> PROBLEM TO WORK ON
Instruction for the data below: set down exactly the lines from the line with "Converts a JSON" to the line with "array of events.", inclusive, and no others.

SUPPLIED INFORMATION Start Marker

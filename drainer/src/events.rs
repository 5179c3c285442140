//! Change events as captured in the events file.

use std::fs;
use std::path::Path;
use std::sync::Arc;

use anyhow::{Context, bail};
use serde::Deserialize;
use serde_json::Value;
use translator::event::{ChangeEvent, EventKind, Operation};
use translator::translator::DeleteMode;
use translator::types::{Cell, ColumnMetadata, IndexMetadata, TableMetadata};

use crate::hex::parse_hex_payload;

/// A change event, with table metadata inlined and row payloads as hex strings.
#[derive(Debug, Clone, Deserialize)]
pub struct EventRecord {
    pub schema: String,
    pub table: TableRecord,
    pub operation: String,
    #[serde(default)]
    pub delete_mode: Option<String>,
    #[serde(default)]
    pub rows: Vec<String>,
    #[serde(default)]
    pub row_ids: Vec<i64>,
    #[serde(default)]
    pub query: Option<String>,
}

#[derive(Debug, Clone, Deserialize)]
pub struct TableRecord {
    pub name: String,
    #[serde(default)]
    pub pk_is_handle: bool,
    pub columns: Vec<ColumnRecord>,
    #[serde(default)]
    pub indices: Vec<IndexRecord>,
}

#[derive(Debug, Clone, Deserialize)]
pub struct ColumnRecord {
    pub id: i64,
    pub name: String,
    #[serde(default)]
    pub default: Value,
    #[serde(default)]
    pub primary_key: bool,
}

#[derive(Debug, Clone, Deserialize)]
pub struct IndexRecord {
    pub name: String,
    #[serde(default)]
    pub primary: bool,
    pub columns: Vec<String>,
}

impl EventRecord {
    /// Converts the record into a [`ChangeEvent`].
    ///
    /// A delete without `delete_mode` is a delete by row handle driven by `row_ids`.
    pub fn into_change_event(self) -> anyhow::Result<ChangeEvent> {
        let operation: Operation = self.operation.parse()?;
        let table = self.table.into_table_metadata()?;

        let kind = match operation {
            Operation::Insert => EventKind::Insert {
                rows: parse_rows(&self.rows)?,
            },
            Operation::Update => EventKind::Update {
                rows: parse_rows(&self.rows)?,
            },
            Operation::Delete => match self.delete_mode {
                Some(mode) => EventKind::Delete {
                    mode: mode.parse::<DeleteMode>()?,
                    rows: parse_rows(&self.rows)?,
                },
                None => EventKind::DeleteByRowId {
                    row_ids: self.row_ids,
                },
            },
            Operation::Ddl => match self.query {
                Some(query) => EventKind::Ddl { query },
                None => bail!("ddl event on {}.{} has no `query`", self.schema, table.name),
            },
        };

        Ok(ChangeEvent {
            schema: self.schema,
            table: Arc::new(table),
            kind,
        })
    }
}

impl TableRecord {
    fn into_table_metadata(self) -> anyhow::Result<TableMetadata> {
        let mut columns = Vec::with_capacity(self.columns.len());
        for column in self.columns {
            let default_value = json_to_cell(&column.default).with_context(|| {
                format!("invalid default of column {}.{}", self.name, column.name)
            })?;

            let mut metadata =
                ColumnMetadata::new(column.id, column.name).with_default(default_value);
            if column.primary_key {
                metadata = metadata.with_primary_key();
            }
            columns.push(metadata);
        }

        let mut table = TableMetadata::new(self.name, columns);
        table.pk_is_handle = self.pk_is_handle;
        table.indices = self
            .indices
            .into_iter()
            .map(|index| IndexMetadata {
                name: index.name,
                primary: index.primary,
                columns: index.columns,
            })
            .collect();

        Ok(table)
    }
}

/// Converts a JSON scalar to a [`Cell`].
fn json_to_cell(value: &Value) -> anyhow::Result<Cell> {
    let cell = match value {
        Value::Null => Cell::Null,
        Value::Bool(value) => Cell::I64(i64::from(*value)),
        Value::Number(number) => {
            if let Some(value) = number.as_i64() {
                Cell::I64(value)
            } else if let Some(value) = number.as_u64() {
                Cell::U64(value)
            } else if let Some(value) = number.as_f64() {
                Cell::F64(value)
            } else {
                bail!("number {number} cannot be represented");
            }
        }
        Value::String(value) => Cell::from(value.as_str()),
        Value::Array(_) | Value::Object(_) => bail!("{value} is not a scalar"),
    };

    Ok(cell)
}

fn parse_rows(rows: &[String]) -> anyhow::Result<Vec<Vec<u8>>> {
    rows.iter()
        .enumerate()
        .map(|(index, row)| parse_hex_payload(row).with_context(|| format!("invalid row {index}")))
        .collect()
}

/// Reads every event of the JSON file at `path`.
pub fn read_events(path: &Path) -> anyhow::Result<Vec<ChangeEvent>> {
    let content = fs::read_to_string(path)
        .with_context(|| format!("failed to read events file `{}`", path.display()))?;

    parse_events(&content).with_context(|| format!("invalid events file `{}`", path.display()))
}

/// Parses a JSON array of events.
pub fn parse_events(content: &str) -> anyhow::Result<Vec<ChangeEvent>> {
    let records: Vec<EventRecord> = serde_json::from_str(content)?;

    records
        .into_iter()
        .enumerate()
        .map(|(index, record)| {
            record
                .into_change_event()
                .with_context(|| format!("invalid event {index}"))
        })
        .collect()
}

SUPPLIED INFORMATION End Marker

> RESULT BELOW
/// Converts a JSON scalar to a [`Cell`].
fn json_to_cell(value: &Value) -> anyhow::Result<Cell> {
    let cell = match value {
        Value::Null => Cell::Null,
        Value::Bool(value) => Cell::I64(i64::from(*value)),
        Value::Number(number) => {
            if let Some(value) = number.as_i64() {
                Cell::I64(value)
            } else if let Some(value) = number.as_u64() {
                Cell::U64(value)
            } else if let Some(value) = number.as_f64() {
                Cell::F64(value)
            } else {
                bail!("number {number} cannot be represented");
            }
        }
        Value::String(value) => Cell::from(value.as_str()),
        Value::Array(_) | Value::Object(_) => bail!("{value} is not a scalar"),
    };

    Ok(cell)
}

fn parse_rows(rows: &[String]) -> anyhow::Result<Vec<Vec<u8>>> {
    rows.iter()
        .enumerate()
        .map(|(index, row)| parse_hex_payload(row).with_context(|| format!("invalid row {index}")))
        .collect()
}

/// Reads every event of the JSON file at `path`.
pub fn read_events(path: &Path) -> anyhow::Result<Vec<ChangeEvent>> {
    let content = fs::read_to_string(path)
        .with_context(|| format!("failed to read events file `{}`", path.display()))?;

    parse_events(&content).with_context(|| format!("invalid events file `{}`", path.display()))
}

/// Parses a JSON array of events.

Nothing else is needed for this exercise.